What the Israeli didn’t say was that most of the Mossad station was quietly slipping out of Beirut. There was no sense in leaving them there, vulnerable and without good alibis, while the special-operations team did its work.

The incident seemed odd to the Christian militiaman. So he sent his own agents to check the logs of Beirut hotels and car-rental agencies and the records of arriving airline passengers to see if there were any unusual developments. It took him a week to gather all the information, and most of it was useless. But he did eventually notice one peculiar detail. Three cars had been rented by foreign passport holders from a particular car-rental agency in East Beirut that week. That seemed strange. Foreign visitors didn’t usually rent cars in Lebanon. They took taxis. Stranger still was the fact that all three cars had been reserved by the same travel agent in Paris. When the militiaman called the number of the Parisian travel agency, it had been disconnected.

The Christian intelligence man wasn’t sure what to do with the information, so he did what intelligence officers usually do. He traded it. As it happened, he owed a favor to the head of Lebanese military intelligence, Samir Fares, who had recently helped his men obtain some American-made electronic-surveillance equipment. So he simply passed along to Fares his scanty evidence that the Israelis might be up to something.

Fares was busy that month with an escalating war in the streets of West Beirut between Syrian, Iraqi, and Libyan agents. So he didn’t pay any real attention to the militiaman’s tip until he got another piece of information-this time from an agent in a small and very secret Christian underground group called Al-Jabha, which was said to have close ties to the Israelis.

Someone was trying to monopolize the group’s bombmaking business, the agent complained.

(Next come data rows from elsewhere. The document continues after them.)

impl QuizSession {
    /// Fresh session waiting for its question set.
    #[must_use]
    pub fn loading(test_id: TestId, test_name: impl Into<String>) -> Self {
        Self {
            test_id,
            test_name: test_name.into(),
            status: SessionStatus::Loading,
            tasks: Vec::new(),
            current_index: 0,
            current_answers: Vec::new(),
            selected_answer: None,
            correct_answer: None,
            remaining_secs: 0,
            count_correct: 0,
            total: 0,
            input_locked: true,
            finished: false,
        }
    }

    /// Derive the next state from this one.
    ///
    /// Events that do not apply to the current status (a tick outside the
    /// countdown, a selection while input is locked, a late feedback timer)
    /// return the state unchanged with no effects.
    ///
    /// # Errors
    ///
    /// Returns `SessionStateError` when a selection is out of range or a
    /// question set arrives twice.
    pub fn apply<R: Rng + ?Sized>(
        &self,
        event: SessionEvent,
        rng: &mut R,
    ) -> Result<Transition, SessionStateError> {
        match event {
            SessionEvent::Loaded(detail) => self.on_loaded(detail, rng),
            SessionEvent::Tick => Ok(self.on_tick()),
            SessionEvent::Select(index) => self.on_select(index),
            SessionEvent::FeedbackElapsed => Ok(self.on_feedback_elapsed(rng)),
        }
    }

    fn on_loaded<R: Rng + ?Sized>(
        &self,
        detail: TestDetail,
        rng: &mut R,
    ) -> Result<Transition, SessionStateError> {
        if self.status != SessionStatus::Loading {
            return Err(SessionStateError::AlreadyLoaded);
        }

        let tasks = detail.into_shuffled_tasks(rng);
        let total = u32::try_from(tasks.len())
            .map_err(|_| SessionStateError::TooManyTasks { len: tasks.len() })?;
        let first = tasks.first().ok_or(SessionStateError::NoTasks)?;

        let mut next = self.clone();
        next.remaining_secs = first.duration_secs();
        next.current_answers = first.answers().to_vec();
        next.tasks = tasks;
        next.total = total;
        next.current_index = 0;
        next.selected_answer = None;
        next.correct_answer = None;
        next.input_locked = false;
        next.status = SessionStatus::AwaitingAnswer;

        Ok(Transition {
            session: next,
            effects: vec![SessionEffect::StartCountdown],
        })
    }

    fn on_tick(&self) -> Transition {
        if self.status != SessionStatus::AwaitingAnswer {
            return Transition::unchanged(self);
        }

        let mut next = self.clone();
        next.remaining_secs = self.remaining_secs.saturating_sub(1);
        if next.remaining_secs > 0 {
            return Transition {
                session: next,
                effects: Vec::new(),
            };
        }

        // Timed out: no selection, reveal the correct answer, no score.
        next.input_locked = true;
        next.status = SessionStatus::Evaluating;
        next.correct_answer = correct_position(&next.current_answers);
        Transition {
            session: next,
            effects: vec![SessionEffect::StopCountdown, SessionEffect::ScheduleFeedback],
        }
    }

    fn on_select(&self, index: usize) -> Result<Transition, SessionStateError> {
        if self.status != SessionStatus::AwaitingAnswer || self.input_locked {
            return Ok(Transition::unchanged(self));
        }

        let answer = self
            .current_answers
            .get(index)
            .ok_or(SessionStateError::AnswerOutOfRange {
                index,
                len: self.current_answers.len(),
            })?;

        let mut next = self.clone();
        next.input_locked = true;
        next.status = SessionStatus::Evaluating;
        next.selected_answer = Some(index);
        if answer.is_correct {
            next.count_correct = self.count_correct.saturating_add(1).min(self.total);
        }

        Ok(Transition {
            session: next,
            effects: vec![SessionEffect::StopCountdown, SessionEffect::ScheduleFeedback],
        })
    }

    fn on_feedback_elapsed<R: Rng + ?Sized>(&self, rng: &mut R) -> Transition {
        if self.status != SessionStatus::Evaluating {
            return Transition::unchanged(self);
        }

        let mut next = self.clone();
        next.status = SessionStatus::Advancing;
        next.advance(rng)
    }

    fn advance<R: Rng + ?Sized>(mut self, rng: &mut R) -> Transition {
        let next_index = self.current_index + 1;
        let Some(task) = self.tasks.get(next_index) else {
            return self.finish();
        };

        self.remaining_secs = task.duration_secs();
        self.current_answers = task.shuffled_answers(rng);
        self.current_index = next_index;
        self.selected_answer = None;
        self.correct_answer = None;
        self.input_locked = false;
        self.status = SessionStatus::AwaitingAnswer;

        Transition {
            session: self,
            effects: vec![SessionEffect::StartCountdown],
        }
    }

    fn finish(mut self) -> Transition {
        if self.finished {
            return Transition {
                session: self,
                effects: Vec::new(),
            };
        }

        self.finished = true;
        self.input_locked = true;
        self.status = SessionStatus::Finished;
        let attempt = FinishedAttempt {
            score: self.count_correct,
            total: self.total,
            label: self.test_name.clone(),
        };
        Transition {
            session: self,
            effects: vec![SessionEffect::Finish(attempt)],
        }
    }

    #[must_use]
    pub fn test_id(&self) -> &TestId {
        &self.test_id
    }

    #[must_use]
    pub fn test_name(&self) -> &str {
        &self.test_name
    }

    #[must_use]
    pub fn status(&self) -> SessionStatus {
        self.status
    }

    #[must_use]
    pub fn current_index(&self) -> usize {
        self.current_index
    }

    /// 1-based number of the question on screen, 0 while loading.
    #[must_use]
    pub fn question_number(&self) -> usize {
        if self.tasks.is_empty() {
            0
        } else {
            self.current_index + 1
        }
    }

    #[must_use]
    pub fn current_task(&self) -> Option<&Task> {
        self.tasks.get(self.current_index)
    }

    #[must_use]
    pub fn current_answers(&self) -> &[Answer] {
        &self.current_answers
    }

    #[must_use]
    pub fn selected_answer(&self) -> Option<usize> {
        self.selected_answer
    }

    #[must_use]
    pub fn correct_answer(&self) -> Option<usize> {
        self.correct_answer
    }

    #[must_use]
    pub fn remaining_secs(&self) -> u32 {
        self.remaining_secs
    }

    #[must_use]
    pub fn count_correct(&self) -> u32 {
        self.count_correct
    }

    #[must_use]
    pub fn total(&self) -> u32 {
        self.total
    }

    #[must_use]
    pub fn is_input_locked(&self) -> bool {
        self.input_locked
    }

    #[must_use]
    pub fn is_finished(&self) -> bool {
        self.finished
    }

    /// Remaining share of the current question's time, in `0.0..=1.0`.
    #[must_use]
    pub fn time_fraction(&self) -> f32 {
        match self.current_task() {
            Some(task) if task.duration_secs() > 0 => {
                #[allow(clippy::cast_precision_loss)]
                let fraction = self.remaining_secs as f32 / task.duration_secs() as f32;
                fraction.clamp(0.0, 1.0)
            }
            _ => 0.0,
        }
    }

    /// Rendering hint for the answer at `index` of `current_answers`.
    #[must_use]
    pub fn answer_mark(&self, index: usize) -> AnswerMark {
        match (self.selected_answer, self.correct_answer) {
            (Some(selected), _) if selected == index => {
                let correct = self
                    .current_answers
                    .get(index)
                    .is_some_and(|answer| answer.is_correct);
                if correct {
                    AnswerMark::SelectedCorrect
                } else {
                    AnswerMark::SelectedWrong
                }
            }
            (None, Some(correct)) if correct == index => AnswerMark::Revealed,
            _ => AnswerMark::Neutral,
        }
    }
}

Al-Jabha’s workshop in the mountains had been commandeered by one member who was especially close to the Israelis. The man had brought special welding equipment to the garage, along with sheets of heavy steel plate. That was state-of-the-art for car bombs, the agent explained. The sheets of steel were welded under the car, around three sides of the bomb, so that the force of the explosion would blow out in a particular direction.

It wasn’t fair, the agent said. Lebanon was a country of entrepreneurs. Nobody should try to monopolize the bombmaking business.

The intelligence reports made Fares nervous. Somebody-apparently connected with the Israelis-was planning to hit an important target in West Beirut. But Fares had no idea who or why. He made a mental list of the possible targets: the Sunni prime minister, the Shiite speaker of parliament, several Druse members of the cabinet. The security of these Lebanese officials was Fares’s responsibility. He called in the officers who were responsible for protecting them and issued an alert: The Lebanese Moslem officials should alter their normal travel routines until further notice-and stay off the streets of West Beirut.